100 flutes for 100 young people – André France, the flute player of Fleet Street | Entertainment


Amid car horns, reggae music from nearby speakers inside Life Yard on Fleet Street, and enthusiastic screams from children from a nearby school alluding to his dismissal, flautist and musician Andre France emits rich melodic notes from one of his own creations while waiting for the stampede of elementary school children on the way home.

“Don’t worry,” says France The Sunday Gleaner seated, patiently displaying the different types of bamboo flutes. “You will soon see them (the children) running around and playing.”

France has appealed to the communities located near Laws Street and Fleet Street, a haven for visual and recording artists in its “100 flutes for 100 young people” campaign.

Already, he has taught more than five local boys and one girl how to play the flute the correct way to hold the instrument to control breathing.

In no time at all, three young boys, each about seven or eight years old, ask for a flute.

The young boys quickly seize their favorite flute and gather in France.

The lessons of the day seem to be “sharing” and “patience”, as it is easy to become frustrated if the desired sound is not produced. France says her first experience playing the flute was certainly a challenge, but that it was well worth the patience after hearing how it sounded.

Third-grader Tyrell Jackson sits next to France, practicing the entire session until he is out of breath, but showing no signs of giving up. “He is one of the best motivations for me to continue,” France said.

Vibrating sounds

The flutes he makes produce vibrant sounds that resonate in the street, like the flute player’s call, so much so that more and more children are starting to follow every move of France like the character.

“This is exactly how it all started, a friend of mine brought me to Fleet Street and as usual I had a flute or two with me at the time,” France said. “When I started playing, the young people just got together, some even asked me to bring them a flute the next time I came back,” France said.

At the time, France did not know when he would return. “I know the likkle yute doesn’t even know how powerful this moment has been for me.”

You could say that France pays forward because he too learned in the same way under the guidance of a musician – M’bala M’gabo. Now he’s no stranger to live acoustic events like Dub School and Dub Club, with a large following of reggae music players like Yaadcore and Zincfence Sound.

Trial and error

As for making flutes, it was trial and error for France, using bamboo from its home environment in Stony Hill, St Andrew. He explains that bamboo is difficult to work with. It is one of the oldest instruments, and for some reason the musician has grown to love it and wants to share his passion for the flute with the next generation of musicians.

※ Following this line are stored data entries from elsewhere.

use sea_orm_migration::prelude::*;

#[derive(DeriveMigrationName)]
pub struct Migration;

#[async_trait::async_trait]
impl MigrationTrait for Migration {
    async fn up(&self, manager: &SchemaManager) -> Result<(), DbErr> {
        manager
            .create_table(
                Table::create()
                    .table(KvEntries::Table)
                    .if_not_exists()
                    .col(
                        ColumnDef::new(KvEntries::EntryKey)
                            .string()
                            .not_null()
                            .primary_key(),
                    )
                    .col(ColumnDef::new(KvEntries::EntryValue).text().not_null())
                    .col(
                        ColumnDef::new(KvEntries::UpdatedAt)
                            .timestamp_with_time_zone()
                            .not_null()
                            .default(Expr::current_timestamp()),
                    )
                    .to_owned(),
            )
            .await
    }

    async fn down(&self, manager: &SchemaManager) -> Result<(), DbErr> {
        manager
            .drop_table(Table::drop().table(KvEntries::Table).to_owned())
            .await
    }
}

#[derive(DeriveIden)]
enum KvEntries {
    Table,
    EntryKey,
    EntryValue,
    UpdatedAt,
}
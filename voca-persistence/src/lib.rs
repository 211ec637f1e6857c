pub mod connection;
pub mod entities;
pub mod repositories;
pub mod store;
pub mod write_queue;

pub use store::{MemoryStore, PersistentStore};
pub use write_queue::WriteQueue;
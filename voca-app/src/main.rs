use std::sync::Arc;
use tokio::io::{AsyncBufReadExt, BufReader};
use tokio::signal;
use tracing::{error, info, warn};
use tracing_subscriber::EnvFilter;

use voca_app::config::Config;
use voca_app::sound::LoggingSoundBank;
use voca_app::terminal::{self, Command, HELP};
use voca_app::{GameController, ProgressTracker};
use voca_core::{GameEventBus, SoundScope, WordCorpus};
use voca_persistence::connection::connect_and_migrate;
use voca_persistence::repositories::{KvRepository, ProgressRepository};
use voca_persistence::PersistentStore;

#[tokio::main]
async fn main() {
    tracing_subscriber::fmt()
        .with_env_filter(EnvFilter::try_from_default_env().unwrap_or_else(|_| EnvFilter::new("warn")))
        .with_writer(std::io::stderr)
        .init();

    let config = match Config::new() {
        Ok(config) => config,
        Err(e) => {
            error!("Invalid configuration: {:#}", e);
            std::process::exit(1);
        }
    };

    info!("Loading words from directory: {}", config.words_directory);
    let corpus = match WordCorpus::from_dir(&config.words_directory) {
        Ok(corpus) => Arc::new(corpus),
        Err(e) => {
            error!("Failed to load words from '{}': {:#}", config.words_directory, e);
            error!("Set WORDS_DIRECTORY to a directory containing words_elementary_<n>.json files.");
            std::process::exit(1);
        }
    };

    let db = match connect_and_migrate(&config.database_url).await {
        Ok(db) => db,
        Err(e) => {
            error!("Failed to connect to database and run migrations: {}", e);
            std::process::exit(1);
        }
    };
    let store: Arc<dyn PersistentStore> = Arc::new(KvRepository::new(db));
    let tracker = ProgressTracker::load(
        ProgressRepository::new(store),
        config.rewards,
        config.reset_stats_on_grade_reset,
    )
    .await;

    let mut events = GameEventBus::new();
    events.add_handler(Box::new(SoundScope::acquire(LoggingSoundBank::new(true))));

    let mut controller = GameController::start(corpus, tracker, config.guess_mode, events);
    println!("{}", HELP);
    print!("{}", terminal::render_view(&controller.view()));

    let mut lines = BufReader::new(tokio::io::stdin()).lines();
    loop {
        let line = tokio::select! {
            line = lines.next_line() => line,
            _ = signal::ctrl_c() => {
                info!("Received Ctrl+C, shutting down...");
                break;
            }
        };

        let line = match line {
            Ok(Some(line)) => line,
            Ok(None) => break,
            Err(e) => {
                error!("Failed to read input: {}", e);
                break;
            }
        };
        if line.trim().is_empty() {
            continue;
        }

        match line.parse::<Command>() {
            Ok(Command::Quit) => break,
            Ok(command) => handle_command(&mut controller, command),
            Err(e) => println!("{}\n{}", e, HELP),
        }
    }

    match controller.persist().await {
        Ok(0) => info!("Progress saved"),
        Ok(pending) => warn!("{} progress entries could not be saved", pending),
        Err(e) => error!("Failed to save progress: {:#}", e),
    }
}

fn handle_command(controller: &mut GameController, command: Command) {
    match command {
        Command::Guess(letter) => match controller.submit_guess(letter) {
            Ok(_) => print!("{}", terminal::render_view(&controller.view())),
            Err(e) => println!("{}", e),
        },
        Command::Next => {
            controller.next_round();
            print!("{}", terminal::render_view(&controller.view()));
        }
        Command::GiveUp => match controller.forfeit() {
            Ok(()) => print!("{}", terminal::render_view(&controller.view())),
            Err(e) => println!("{}", e),
        },
        Command::Grade(grade) => {
            controller.select_grade(grade);
            print!("{}", terminal::render_view(&controller.view()));
        }
        Command::Reset => {
            controller.reset_progress();
            println!("Solved words for grade {} have been reset.", controller.grade());
            print!("{}", terminal::render_view(&controller.view()));
        }
        Command::Stats => print!(
            "{}",
            terminal::render_stats(&controller.played_grades(), controller.reward_balance())
        ),
        Command::Help => println!("{}", HELP),
        Command::Quit => {}
    }
}
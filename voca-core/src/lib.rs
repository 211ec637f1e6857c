pub mod corpus;
pub mod errors;
pub mod feedback;
pub mod game_events;
pub mod game_state;
pub mod scoring;
pub mod word_pool;

// Re-export main components
pub use corpus::*;
pub use errors::*;
pub use feedback::*;
pub use game_events::*;
pub use game_state::*;
pub use scoring::*;
pub use word_pool::*;
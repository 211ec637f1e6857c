use anyhow::{Result, anyhow};
use std::collections::BTreeMap;
use std::sync::Arc;
use tokio::sync::{mpsc, oneshot};
use tracing::{debug, warn};

use crate::store::PersistentStore;

enum WriteCommand {
    Put { key: String, value: String },
    Flush(oneshot::Sender<usize>),
}

/// Write-behind queue in front of a `PersistentStore`.
///
/// A single writer task applies writes in submission order, so writes to the
/// same key never interleave. Only the newest value per key is kept while a
/// write is pending. Failed writes stay pending and are retried on the next
/// submission or flush.
#[derive(Clone)]
pub struct WriteQueue {
    sender: mpsc::UnboundedSender<WriteCommand>,
}

impl WriteQueue {
    /// Spawn the writer task on the current tokio runtime
    pub fn spawn(store: Arc<dyn PersistentStore>) -> Self {
        let (sender, receiver) = mpsc::unbounded_channel();
        tokio::spawn(run_writer(store, receiver));
        Self { sender }
    }

    /// Queue `value` for `key`. Never waits on the store.
    pub fn put(&self, key: impl Into<String>, value: String) {
        let key = key.into();
        if self.sender.send(WriteCommand::Put { key, value }).is_err() {
            warn!("Persistence writer has stopped; dropping write");
        }
    }

    /// Wait until everything queued so far has been attempted.
    /// Returns the number of keys still pending after failed writes.
    pub async fn flush(&self) -> Result<usize> {
        let (reply, response) = oneshot::channel();
        self.sender
            .send(WriteCommand::Flush(reply))
            .map_err(|_| anyhow!("Persistence writer has stopped"))?;
        response
            .await
            .map_err(|_| anyhow!("Persistence writer dropped flush request"))
    }
}

async fn run_writer(
    store: Arc<dyn PersistentStore>,
    mut receiver: mpsc::UnboundedReceiver<WriteCommand>,
) {
    let mut pending: BTreeMap<String, String> = BTreeMap::new();

    while let Some(command) = receiver.recv().await {
        match command {
            WriteCommand::Put { key, value } => {
                pending.insert(key, value);
                drain(store.as_ref(), &mut pending).await;
            }
            WriteCommand::Flush(reply) => {
                drain(store.as_ref(), &mut pending).await;
                let _ = reply.send(pending.len());
            }
        }
    }

    drain(store.as_ref(), &mut pending).await;
    if !pending.is_empty() {
        warn!("Persistence writer stopped with {} unsaved keys", pending.len());
    }
}

async fn drain(store: &dyn PersistentStore, pending: &mut BTreeMap<String, String>) {
    let keys: Vec<String> = pending.keys().cloned().collect();
    for key in keys {
        let Some(value) = pending.get(&key).cloned() else {
            continue;
        };
        match store.set(&key, value).await {
            Ok(()) => {
                pending.remove(&key);
                debug!("Persisted {}", key);
            }
            Err(e) => warn!("Failed to persist {} (will retry): {:#}", key, e),
        }
    }
}
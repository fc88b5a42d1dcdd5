//! 资源树访问
//!
//! skills 与 agents 两棵只读资源树。启用 `embed` feature 时在编译期嵌入二进制，
//! 否则在运行时从本地源目录读取。两种来源实现同一个 [`AssetProvider`] 接口。

pub mod catalog;
#[cfg(feature = "embed")]
pub mod embedded;
pub mod frontmatter;
pub mod local;
pub mod source;

use std::borrow::Cow;
use std::fmt;
use std::path::PathBuf;
use std::str::FromStr;

use serde::{Deserialize, Serialize};

use crate::error::AssetError;

pub use catalog::{list_entries, AssetEntry};
#[cfg(feature = "embed")]
pub use embedded::EmbeddedProvider;
pub use local::LocalProvider;
pub use source::{resolve_provider, SourceOptions};

/// 本构建是否携带嵌入资源
pub const HAS_EMBEDDED_FILES: bool = cfg!(feature = "embed");

/// 资源树
#[derive(Debug, Clone, Copy, PartialEq, Eq, PartialOrd, Ord, Hash, Serialize, Deserialize)]
#[serde(rename_all = "lowercase")]
pub enum AssetTree {
    Skills,
    Agents,
}

impl AssetTree {
    pub const ALL: [AssetTree; 2] = [AssetTree::Skills, AssetTree::Agents];

    /// 源目录中的子目录名
    pub fn dir_name(self) -> &'static str {
        match self {
            AssetTree::Skills => "skills",
            AssetTree::Agents => "agents",
        }
    }
}

impl fmt::Display for AssetTree {
    fn fmt(&self, f: &mut fmt::Formatter<'_>) -> fmt::Result {
        f.write_str(self.dir_name())
    }
}

impl FromStr for AssetTree {
    type Err = String;

    fn from_str(s: &str) -> Result<Self, Self::Err> {
        match s.to_ascii_lowercase().as_str() {
            "skills" | "skill" => Ok(AssetTree::Skills),
            "agents" | "agent" => Ok(AssetTree::Agents),
            other => Err(format!("unknown asset tree '{}' (expected skills or agents)", other)),
        }
    }
}

/// 资源来源
#[derive(Debug, Clone, PartialEq, Eq)]
pub enum AssetOrigin {
    Embedded,
    Local(PathBuf),
}

impl fmt::Display for AssetOrigin {
    fn fmt(&self, f: &mut fmt::Formatter<'_>) -> fmt::Result {
        match self {
            AssetOrigin::Embedded => f.write_str("embedded"),
            AssetOrigin::Local(root) => write!(f, "{}", root.display()),
        }
    }
}

/// 只读资源查找接口
pub trait AssetProvider: Send + Sync {
    fn origin(&self) -> AssetOrigin;

    /// 列出资源树中的全部文件（已排序，包含隐藏文件）
    fn list(&self, tree: AssetTree) -> Result<Vec<String>, AssetError>;

    /// 读取单个资源，不存在时返回 [`AssetError::NotFound`]
    fn read(&self, tree: AssetTree, path: &str) -> Result<Cow<'static, [u8]>, AssetError>;

    fn exists(&self, tree: AssetTree, path: &str) -> bool {
        self.read(tree, path).is_ok()
    }

    fn read_to_string(&self, tree: AssetTree, path: &str) -> Result<String, AssetError> {
        let data = self.read(tree, path)?;
        String::from_utf8(data.into_owned()).map_err(|_| AssetError::NotUtf8 {
            tree,
            path: path.to_string(),
        })
    }
}

/// 规范化资源路径
///
/// 统一为 `/` 分隔的相对路径；拒绝空路径、绝对路径以及任何 `..` 段。
pub fn normalize_asset_path(path: &str) -> Result<String, AssetError> {
    let invalid = |reason| AssetError::InvalidPath {
        path: path.to_string(),
        reason,
    };

    let unified = path.replace('\\', "/");
    if unified.starts_with('/') || has_drive_prefix(&unified) {
        return Err(invalid("absolute paths are not allowed"));
    }

    let mut segments = Vec::new();
    for segment in unified.split('/') {
        match segment {
            "" | "." => continue,
            ".." => return Err(invalid("parent directory segments are not allowed")),
            s => segments.push(s),
        }
    }

    if segments.is_empty() {
        return Err(invalid("path is empty"));
    }

    Ok(segments.join("/"))
}

fn has_drive_prefix(path: &str) -> bool {
    let bytes = path.as_bytes();
    bytes.len() >= 2 && bytes[0].is_ascii_alphabetic() && bytes[1] == b':'
}
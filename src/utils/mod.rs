//! 工具模块
//!
//! 提供 Git、JSON、文件系统等常用工具函数

pub mod fs;
pub mod git;
pub mod json;

// 重导出
pub use fs::*;
pub use git::*;
pub use json::*;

As part of the initiative, France has produced flutes for beginners (without a particular key) but says that once the young participants understand how to play and the attitude to become a good flautist, he will then consider distributing concert flutes (which are in the G and C key range) before expanding to larger communities.

“Concert flutes can climb a major or minor ladder and play alongside an orchestra. This is just the start, and with the right support and funding, the project can take to the streets further,” he said. he declared.

He has donated around 15 handmade native bamboo flutes to date, but the goal is 100.